Selama tiga tahun terakhir, AS telah memberikan bantuan militer sekitar US$ 25 miliar  kepada Israel dan membela pemerintahan Netanyahu di berbagai forum internasional. Washington juga menjatuhkan sanksi terhadap pejabat Mahkamah Pidana Internasional (ICC) yang menyelidiki kekejaman di Gaza.

Kushner dalam kesempatan yang sama menegaskan bahwa kesepakatan mengenai Gaza akan menguntungkan Israel.
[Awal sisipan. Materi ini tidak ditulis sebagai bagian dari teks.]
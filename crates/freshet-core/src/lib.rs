#![forbid(unsafe_code)]

//! Shared value types for the freshet adaptive streaming client.

mod format;
mod ids;
mod time;

pub use format::StreamFormat;
pub use ids::{RepresentationId, StreamRole, TrackId};
pub use time::MediaTime;
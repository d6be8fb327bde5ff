#![forbid(unsafe_code)]

use std::fmt;
use std::ops::{Add, Sub};
use std::time::Duration;

/// Microsecond-precision point or span on the media timeline.
///
/// Unset/unknown times are `Option<MediaTime>` at API edges; this type never
/// encodes "invalid" in-band.
#[derive(Clone, Copy, Debug, Default, PartialEq, Eq, PartialOrd, Ord, Hash)]
pub struct MediaTime(i64);

impl MediaTime {
    pub const ZERO: MediaTime = MediaTime(0);

    /// Playback timeline origin. Segment start times handed to consumers are
    /// offset by this so that a valid start is never zero.
    pub const ORIGIN: MediaTime = MediaTime(1);

    #[must_use]
    pub const fn from_micros(micros: i64) -> Self {
        MediaTime(micros)
    }

    #[must_use]
    pub const fn from_millis(millis: i64) -> Self {
        MediaTime(millis.saturating_mul(1_000))
    }

    #[must_use]
    pub const fn from_secs(secs: i64) -> Self {
        MediaTime(secs.saturating_mul(1_000_000))
    }

    #[must_use]
    pub const fn as_micros(self) -> i64 {
        self.0
    }

    #[must_use]
    pub const fn is_zero(self) -> bool {
        self.0 == 0
    }

    #[must_use]
    pub const fn saturating_add(self, rhs: MediaTime) -> MediaTime {
        MediaTime(self.0.saturating_add(rhs.0))
    }

    #[must_use]
    pub const fn saturating_sub(self, rhs: MediaTime) -> MediaTime {
        MediaTime(self.0.saturating_sub(rhs.0))
    }

    /// Convert to a `Duration`, clamping negative values to zero.
    #[must_use]
    pub fn as_duration(self) -> Duration {
        Duration::from_micros(self.0.max(0) as u64)
    }
}

impl Add for MediaTime {
    type Output = MediaTime;

    fn add(self, rhs: MediaTime) -> MediaTime {
        MediaTime(self.0 + rhs.0)
    }
}

impl Sub for MediaTime {
    type Output = MediaTime;

    fn sub(self, rhs: MediaTime) -> MediaTime {
        MediaTime(self.0 - rhs.0)
    }
}

impl fmt::Display for MediaTime {
    fn fmt(&self, f: &mut fmt::Formatter<'_>) -> fmt::Result {
        write!(f, "{}us", self.0)
    }
}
"Bagi Israel, kami melihat ini sebagai situasi yang sama-sama menguntungkan. Jika Hamas benar-benar secara sukarela menyerahkan senjata dan jaringan terowongannya dalam 60 hingga 90 hari ke depan, itu tentu akan menghilangkan ancaman keamanan yang sangat besar bagi Israel. Pencapaian seperti ini sebelumnya hampir tidak terbayangkan," terangnya.

"Jika mereka sekarang tidak memenuhi komitmen tersebut, semua orang akan melihat bahwa mereka tidak sungguh-sungguh menginginkan perdamaian. Setelah itu, Israel akan mendapat dukungan yang jauh lebih besar dari AS dan pihak lain untuk menuntaskan persoalan tersebut dengan cara yang dianggap tepat."

Kushner pada Minggu (16/8) menggelar pertemuan yang jarang terjadi dengan para pejabat Hamas di tengah upaya AS untuk mengakhiri konflik.

Utusan AS itu mengatakan pembicaraan tersebut berlangsung "sangat bersahabat", tetapi Washington akan menilai Hamas berdasarkan tindakan mereka.

"Mereka mengatakan semua hal yang tepat, tetapi tentu saja sangat, sangat sulit memercayai organisasi teroris yang telah melakukan kekejaman mengerikan tersebut," kata Kushner.